É verdade segundo o médico Sergio Cortes. Em grande parte dos casos, os portadores não costumam sentir nada durante os primeiros estágios da doença que realmente lhes chame a atenção ao ponto de procurar ajuda médica. Nesse período, a única forma de chegar ao diagnóstico correto é através do exame de sangue, por isso é muito importante realizar consultas periódicas e estar sempre em dia com os exames solicitados pelo médico.

Com o passar do tempo, o avanço da doença pode resultar em uma série de sintomas, como visão turva, formigamentos nos pés e nas mãos, sede e fome em excesso. Para amenizar esses efeitos e manter a saúde em dia, é essencial seguir o tratamento médico indicado para cada caso.

Dr. Sergio Cortes: “Alguns alimentos podem ajudar a controlar os níveis de glicose no sangue, podendo auxiliar no tratamento da diabetes”

Isso realmente acontece pois existe um fator chamado Índice Glicêmico (IG) nos alimentos, indica o médico Sergio Cortes. Desse modo, quando um alimento possui um índice glicêmico baixo, ele ajuda a desacelerar a absorção de glicose pelo sangue e, consequentemente, a ir estabilizando a doença pouco a pouco. Em contrapartida, quando o índice é elevado, essa absorção é feita de forma mais rápida do que o desejado, o que acaba resultando em um aumento das taxas de glicose no sangue.
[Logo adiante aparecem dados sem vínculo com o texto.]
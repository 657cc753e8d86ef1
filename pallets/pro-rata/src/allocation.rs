//! Allocation engine
//!
//! Pure arithmetic over ledger totals: splits the base goal between boosted and
//! non-boosted deposits once the sale is overfunded, and converts base amounts
//! into boost-token amounts. Nothing here touches storage, so every function can
//! be re-evaluated at any time against the current totals.
//!
//! Integer division truncates. Truncation dust stays with the sale account and
//! is swept together with excess tokens.

use crate::types::{AccountItem, AllocationMode, AllocationSource, Balance, Settlement};
use frame::deps::sp_core::U256;
use polkadot_sdk::sp_runtime::{FixedPointNumber, FixedU128};

/// Base-token totals the engine works on
#[derive(Clone, Copy, Debug, Default, Eq, PartialEq)]
pub struct PoolTotals {
  pub total: Balance,
  pub non_boost: Balance,
  pub boost: Balance,
}

impl PoolTotals {
  pub fn overfund(&self, goal: Balance) -> Balance {
    self.total.saturating_sub(goal)
  }
}

/// Engine result for one account, in base-token units
#[derive(Clone, Copy, Debug, Default, Eq, PartialEq)]
pub struct Allocation {
  pub base_allocation: Balance,
  /// Returned in base token (non-boosted accounts only)
  pub base_refund: Balance,
  /// Not returned in base token; compensated in boost token (boosted accounts only)
  pub boost_shortfall: Balance,
}

/// Decides how much of the goal the boosted pool receives once overfunded.
///
/// The remainder of the goal goes to the non-boosted pool, and each pool is
/// split pro-rata to deposits.
pub trait AllocationStrategy {
  fn boost_capacity(&self, goal: Balance, totals: &PoolTotals) -> Balance;
}

/// Boosted deposits are served first, up to the whole goal
pub struct GoalPriority;

impl AllocationStrategy for GoalPriority {
  fn boost_capacity(&self, goal: Balance, totals: &PoolTotals) -> Balance {
    totals.boost.min(goal)
  }
}

/// Boosted deposits count `boost_factor` times when the goal is shared.
///
/// capacity = min(B, goal * f*B / (f*B + N))
pub struct LinearBoost {
  pub boost_factor: FixedU128,
}

impl AllocationStrategy for LinearBoost {
  fn boost_capacity(&self, goal: Balance, totals: &PoolTotals) -> Balance {
    let weighted_boost = U256::from(totals.boost)
      .saturating_mul(U256::from(self.boost_factor.into_inner()))
      / U256::from(FixedU128::DIV);
    let denominator = weighted_boost.saturating_add(U256::from(totals.non_boost));
    if denominator.is_zero() {
      return 0;
    }
    let share = U256::from(goal).saturating_mul(weighted_boost) / denominator;
    // share <= goal, so it always fits
    to_balance(share).unwrap_or(goal).min(totals.boost)
  }
}

impl AllocationStrategy for AllocationMode {
  fn boost_capacity(&self, goal: Balance, totals: &PoolTotals) -> Balance {
    match self {
      AllocationMode::GoalPriority => GoalPriority.boost_capacity(goal, totals),
      AllocationMode::Linear { boost_factor } => LinearBoost {
        boost_factor: *boost_factor,
      }
      .boost_capacity(goal, totals),
    }
  }
}

/// Allocation of a single account holding `deposit` in the boosted or non-boosted pool.
pub fn allocate<S: AllocationStrategy + ?Sized>(
  strategy: &S,
  goal: Balance,
  totals: &PoolTotals,
  deposit: Balance,
  boosted: bool,
) -> Allocation {
  if totals.overfund(goal) == 0 {
    return Allocation {
      base_allocation: deposit,
      base_refund: 0,
      boost_shortfall: 0,
    };
  }

  let boost_capacity = strategy.boost_capacity(goal, totals).min(goal);
  if boosted {
    let base_allocation = mul_div(boost_capacity, deposit, totals.boost)
      .unwrap_or(0)
      .min(deposit);
    Allocation {
      base_allocation,
      base_refund: 0,
      boost_shortfall: deposit - base_allocation,
    }
  } else {
    let capacity = goal - boost_capacity;
    let base_allocation = mul_div(capacity, deposit, totals.non_boost)
      .unwrap_or(0)
      .min(deposit);
    Allocation {
      base_allocation,
      base_refund: deposit - base_allocation,
      boost_shortfall: 0,
    }
  }
}

/// Everything needed to settle any account against a frozen view of the ledger
#[derive(Clone, Copy, Debug, Eq, PartialEq)]
pub struct SettlementContext {
  pub mode: AllocationMode,
  pub goal: Balance,
  pub totals: PoolTotals,
  /// Closed below goal: every computed account is refunded in full
  pub failed: bool,
  pub base_decimals: u8,
  pub boost_decimals: u8,
}

impl SettlementContext {
  /// Manual overrides win; otherwise the engine result with the boosted
  /// shortfall converted at the account's average rate. `None` on overflow.
  pub fn settle(&self, item: &AccountItem) -> Option<Settlement> {
    if let AllocationSource::Manual(manual) = item.allocation {
      return Some(manual.into());
    }
    if self.failed {
      return Some(Settlement {
        base_allocation: 0,
        base_refund: item.base_deposited,
        boost_refund: 0,
      });
    }
    let allocation = allocate(
      &self.mode,
      self.goal,
      &self.totals,
      item.base_deposited,
      item.boosted,
    );
    let boost_refund = if allocation.boost_shortfall == 0 {
      0
    } else {
      base_to_boost(
        allocation.boost_shortfall,
        item.boost_average_rate,
        self.base_decimals,
        self.boost_decimals,
      )?
    };
    Some(Settlement {
      base_allocation: allocation.base_allocation,
      base_refund: allocation.base_refund,
      boost_refund,
    })
  }

  /// Base tokens a boosted account leaves with the sale in exchange for its boost refund
  pub fn base_swapped(&self, item: &AccountItem) -> Option<Balance> {
    if !item.boosted {
      return Some(0);
    }
    let settlement = self.settle(item)?;
    Some(
      item
        .base_deposited
        .saturating_sub(settlement.base_allocation)
        .saturating_sub(settlement.base_refund),
    )
  }
}

/// `a * b / c` without intermediate overflow. `None` when `c` is zero or the
/// result does not fit a balance.
pub fn mul_div(a: Balance, b: Balance, c: Balance) -> Option<Balance> {
  if c == 0 {
    return None;
  }
  to_balance(U256::from(a).saturating_mul(U256::from(b)) / U256::from(c))
}

/// Converts a base-token amount into boost-token units at `rate`, normalizing
/// between the two tokens' decimals.
pub fn base_to_boost(
  base_amount: Balance,
  rate: FixedU128,
  base_decimals: u8,
  boost_decimals: u8,
) -> Option<Balance> {
  let mut numerator = U256::from(base_amount).checked_mul(U256::from(rate.into_inner()))?;
  let mut denominator = U256::from(FixedU128::DIV);
  if boost_decimals >= base_decimals {
    let scale = 10u128.checked_pow((boost_decimals - base_decimals) as u32)?;
    numerator = numerator.checked_mul(U256::from(scale))?;
  } else {
    let scale = 10u128.checked_pow((base_decimals - boost_decimals) as u32)?;
    denominator = denominator.checked_mul(U256::from(scale))?;
  }
  to_balance(numerator / denominator)
}

/// Running average of exchange rates weighted by the base amount each rate applied to.
pub fn weighted_average_rate(
  average: FixedU128,
  weight: Balance,
  rate: FixedU128,
  amount: Balance,
) -> FixedU128 {
  let total_weight = U256::from(weight).saturating_add(U256::from(amount));
  if total_weight.is_zero() {
    return rate;
  }
  let sum = U256::from(average.into_inner())
    .saturating_mul(U256::from(weight))
    .saturating_add(U256::from(rate.into_inner()).saturating_mul(U256::from(amount)));
  to_balance(sum / total_weight)
    .map(FixedU128::from_inner)
    .unwrap_or(rate)
}

fn to_balance(value: U256) -> Option<Balance> {
  if value > U256::from(u128::MAX) {
    return None;
  }
  Some(value.as_u128())
}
Alguns exemplos de alimentos com baixo índice glicêmico são aqueles integrais como feijão e lentilha, e também frutas como maçã, pera e manga. Já no caso contrário, as comidas com alto índice glicêmico são os carboidratos como o arroz e a batata, por exemplo.

Dr. Sergio Cortes: “A prática de exercícios físicos pode ajudar quem tem diabete”

Sim, é importante que os portadores de diabetes realizem atividades físicas, pois durante esses exercícios, o organismo humano utiliza a glicose como fonte de energia, em outras palavras, a atividade física acaba tendo um papel semelhante a insulina para quem tem a doença. Além disso, a prática regular de atividades físicas também proporciona outras vantagens como a perda de peso, que auxilia no controle da doença, e ainda uma diminuição dos níveis de estresse, outra questão que pode causar pioras no quadro de diabetes e merece a devida atenção.

Todavia, de acordo com a opinião do especialista Sergio Cortes , os portadores da doença devem respeitar possíveis contra-indicações e fazer os exercícios de acordo com as orientações de um médico, pois caso o gasto calórico seja muito alto durante as atividades físicas, sem que haja uma reposição de nutrientes logo após o treino, isso pode acarretar em um quadro de hipoglicemia.

Dr. Sergio Cortes: “Existem casos onde a doença só aparece durante a gravidez”  

É verdade, são as chamadas diabetes gestacionais, que costumam afetar gestantes que já possuem tendência a doença, que estão acima do peso ou que possuem 35 anos ou mais. Nesses casos, ocorre um aumento gradual dos índices de açúcar no sangue das gestantes, que anteriormente a gravidez tinham taxas perfeitamente normais. Isso acontece pois o organismo recebe muitos hormônios durante a gestação, que podem acabar dificultando os mecanismos de ação da insulina no corpo. Todavia, segundo o médico Sergio Cortes , é possível controlar o quadro e evitar que novos problemas sejam acarretados pela diabetes gestacional. De qualquer forma, essa modalidade da doença é rara e na maioria dos casos, o pâncreas aumenta a produção de insulina de forma moderada, sem chegar a causar esse tipo de diabetes na gestante.